* WORK ITEM:
Transcribe word for word the lines below from the line with "Library of definitions" through the line with "impl FromStr for", ends included.

[AVAILABLE RECORDS — start]

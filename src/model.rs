use std::fmt;
use std::path::PathBuf;
use std::str::FromStr;

use chrono::NaiveDateTime;
use serde::{Deserialize, Serialize};

#[derive(Debug, Clone, Copy, PartialEq, Eq, Hash, Serialize, Deserialize)]
pub enum DocType {
    /// Library of definitions (`LOD`).
    Definitions,
    /// Certificate of compliance (`CERT`).
    ComplianceCertificate,
    /// Taxability and administration practices (`TAP`).
    AdministrationPractice,
}

impl DocType {
    pub const ALL: [DocType; 3] = [
        DocType::Definitions,
        DocType::ComplianceCertificate,
        DocType::AdministrationPractice,
    ];

    pub fn as_str(self) -> &'static str {
        match self {
            DocType::Definitions => "LOD",
            DocType::ComplianceCertificate => "CERT",
            DocType::AdministrationPractice => "TAP",
        }
    }

    /// Partition folder under the data root.
    pub fn partition(self) -> &'static str {
        match self {
            DocType::Definitions => "tm",
            DocType::ComplianceCertificate => "cc",
            DocType::AdministrationPractice => "tap",
        }
    }

    pub fn from_partition(folder: &str) -> Option<Self> {
        Self::ALL
            .into_iter()
            .find(|doc_type| doc_type.partition().eq_ignore_ascii_case(folder))
    }
}

impl fmt::Display for DocType {
    fn fmt(&self, f: &mut fmt::Formatter<'_>) -> fmt::Result {
        f.write_str(self.as_str())
    }
}

impl FromStr for DocType {
    type Err = String;

    fn from_str(value: &str) -> Result<Self, Self::Err> {
        let upper = value.trim().to_ascii_uppercase();
        match upper.as_str() {
            "LOD" | "TM" => Ok(DocType::Definitions),
            "CERT" | "COC" | "CC" => Ok(DocType::ComplianceCertificate),
            "TAP" => Ok(DocType::AdministrationPractice),
            _ => Err(format!("unknown document type: {value}")),
        }
    }
}

#[derive(Debug, Clone, Copy, PartialEq, Eq, Serialize, Deserialize)]
#[serde(rename_all = "lowercase")]
pub enum LoadStatus {
    Started,
    Completed,
    Failed,
}

impl LoadStatus {
    pub fn as_str(self) -> &'static str {
        match self {
            LoadStatus::Started => "started",
            LoadStatus::Completed => "completed",
            LoadStatus::Failed => "failed",
        }
    }

    pub fn parse(value: &str) -> Option<Self> {
        match value {
            "started" => Some(LoadStatus::Started),
            "completed" => Some(LoadStatus::Completed),
            "failed" => Some(LoadStatus::Failed),
            _ => None,
        }
    }
}

/// One captured source file, identified by its partition and file name.
#[derive(Debug, Clone, PartialEq, Eq)]
pub struct SourceFile {
    pub path: PathBuf,
    pub doc_type: DocType,
    pub region: String,
    pub version: String,
    pub captured_at: Option<NaiveDateTime>,
}

#[derive(Debug, Clone, Copy, PartialEq, Eq, Serialize, Deserialize)]
#[serde(rename_all = "lowercase")]
pub enum DefinitionCategory {
    Admin,
    Product,
    Holiday,
}

impl DefinitionCategory {
    pub fn as_str(self) -> &'static str {
        match self {
            DefinitionCategory::Admin => "admin",
            DefinitionCategory::Product => "product",
            DefinitionCategory::Holiday => "holiday",
        }
    }
}

#[derive(Debug, Clone, PartialEq, Serialize)]
pub struct DefinitionItem {
    pub category: DefinitionCategory,
    pub code: String,
    pub group_name: Option<String>,
    pub description: String,
    pub taxable: Option<bool>,
    pub exempt: Option<bool>,
    pub included: Option<bool>,
    pub excluded: Option<bool>,
    pub threshold: Option<f64>,
    pub reference: Option<String>,
    pub comment: Option<String>,
}

#[derive(Debug, Clone, PartialEq, Serialize)]
pub struct ComplianceItem {
    pub section: String,
    pub question_number: String,
    pub topic: String,
    pub question_text: String,
    pub answer: String,
    pub compliance_met: Option<bool>,
    pub citation: String,
    pub effective_dates: String,
    pub notes: String,
}

#[derive(Debug, Clone, PartialEq, Serialize)]
pub struct PracticeItem {
    pub group_name: String,
    pub question_number: String,
    pub question_text: String,
    pub answer: String,
    pub compliance_met: Option<bool>,
    pub citation: String,
    pub notes: String,
}

/// Items produced by one normalizer run, tagged by document family.
#[derive(Debug, Clone, PartialEq)]
pub enum NormalizedItems {
    Definitions(Vec<DefinitionItem>),
    Compliance(Vec<ComplianceItem>),
    Practices(Vec<PracticeItem>),
}

impl NormalizedItems {
    pub fn len(&self) -> usize {
        match self {
            NormalizedItems::Definitions(items) => items.len(),
            NormalizedItems::Compliance(items) => items.len(),
            NormalizedItems::Practices(items) => items.len(),
        }
    }

    pub fn definitions_in(&self, category: DefinitionCategory) -> usize {
        match self {
            NormalizedItems::Definitions(items) => items
                .iter()
                .filter(|item| item.category == category)
                .count(),
            _ => 0,
        }
    }
}

#[derive(Debug, Clone, Serialize)]
pub struct StatusRecord {
    pub digest: String,
    pub region: String,
    pub doc_type: String,
    pub version: String,
    pub status: LoadStatus,
    pub error: Option<String>,
    pub rows: Option<i64>,
    pub attempts: u32,
    pub started_at: Option<String>,
    pub completed_at: Option<String>,
    pub last_updated: String,
}

#[derive(Debug, Clone, Serialize)]
pub struct FileOutcome {
    /// False when the run was interrupted before this file was picked up.
    pub started: bool,
    pub success: bool,
    pub skipped: bool,
    pub doc_type: DocType,
    pub region: String,
    pub version: String,
    pub path: String,
    pub digest: Option<String>,
    pub rows: Option<usize>,
    pub error: Option<String>,
    pub warnings: Vec<String>,
}

impl FileOutcome {
    pub fn pending(file: &SourceFile) -> Self {
        Self {
            started: false,
            success: false,
            skipped: false,
            doc_type: file.doc_type,
            region: file.region.clone(),
            version: file.version.clone(),
            path: file.path.display().to_string(),
            digest: None,
            rows: None,
            error: None,
            warnings: Vec::new(),
        }
    }

    pub fn is_failure(&self) -> bool {
        self.started && !self.success && !self.skipped
    }
}

#[derive(Debug, Clone, Default, PartialEq, Eq, Serialize)]
pub struct BulkCounts {
    pub discovered: usize,
    pub succeeded: usize,
    pub skipped: usize,
    pub failed: usize,
    pub not_started: usize,
}

impl BulkCounts {
    pub fn tally(outcomes: &[FileOutcome]) -> Self {
        let mut counts = BulkCounts {
            discovered: outcomes.len(),
            ..BulkCounts::default()
        };
        for outcome in outcomes {
            if !outcome.started {
                counts.not_started += 1;
            } else if outcome.skipped {
                counts.skipped += 1;
            } else if outcome.success {
                counts.succeeded += 1;
            } else {
                counts.failed += 1;
            }
        }
        counts
    }
}

#[derive(Debug, Clone, Serialize)]
pub struct BulkRunManifest {
    pub manifest_version: u32,
    pub run_id: String,
    pub status: String,
    pub started_at: String,
    pub updated_at: String,
    pub data_root: String,
    pub db_path: String,
    pub workers: usize,
    pub counts: BulkCounts,
    pub rejected_files: Vec<String>,
    pub outcomes: Vec<FileOutcome>,
}

#[derive(Debug, Clone, Serialize)]
pub struct RetryDetail {
    pub digest: String,
    pub doc_type: String,
    pub region: String,
    pub version: String,
    pub attempt: u32,
    pub success: bool,
    pub rows: Option<usize>,
    pub error: Option<String>,
}

#[derive(Debug, Clone, Default, Serialize)]
pub struct RetryReport {
    pub attempted: usize,
    pub succeeded: usize,
    pub failed: usize,
    pub details: Vec<RetryDetail>,
}

#[derive(Debug, Clone, Serialize)]
pub struct PerformanceRow {
    pub doc_type: String,
    pub avg_seconds: f64,
    pub min_seconds: f64,
    pub max_seconds: f64,
    pub sample_size: i64,
}

#[derive(Debug, Clone, Serialize)]
pub struct StatusCount {
    pub status: String,
    pub count: i64,
    pub regions: i64,
    pub doc_types: i64,
}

[AVAILABLE RECORDS — finish]

* RESULT FOR THIS EXERCISE:
    /// Library of definitions (`LOD`).
    Definitions,
    /// Certificate of compliance (`CERT`).
    ComplianceCertificate,
    /// Taxability and administration practices (`TAP`).
    AdministrationPractice,
}

impl DocType {
    pub const ALL: [DocType; 3] = [
        DocType::Definitions,
        DocType::ComplianceCertificate,
        DocType::AdministrationPractice,
    ];

    pub fn as_str(self) -> &'static str {
        match self {
            DocType::Definitions => "LOD",
            DocType::ComplianceCertificate => "CERT",
            DocType::AdministrationPractice => "TAP",
        }
    }

    /// Partition folder under the data root.
    pub fn partition(self) -> &'static str {
        match self {
            DocType::Definitions => "tm",
            DocType::ComplianceCertificate => "cc",
            DocType::AdministrationPractice => "tap",
        }
    }

    pub fn from_partition(folder: &str) -> Option<Self> {
        Self::ALL
            .into_iter()
            .find(|doc_type| doc_type.partition().eq_ignore_ascii_case(folder))
    }
}

impl fmt::Display for DocType {
    fn fmt(&self, f: &mut fmt::Formatter<'_>) -> fmt::Result {
        f.write_str(self.as_str())
    }
}

impl FromStr for DocType {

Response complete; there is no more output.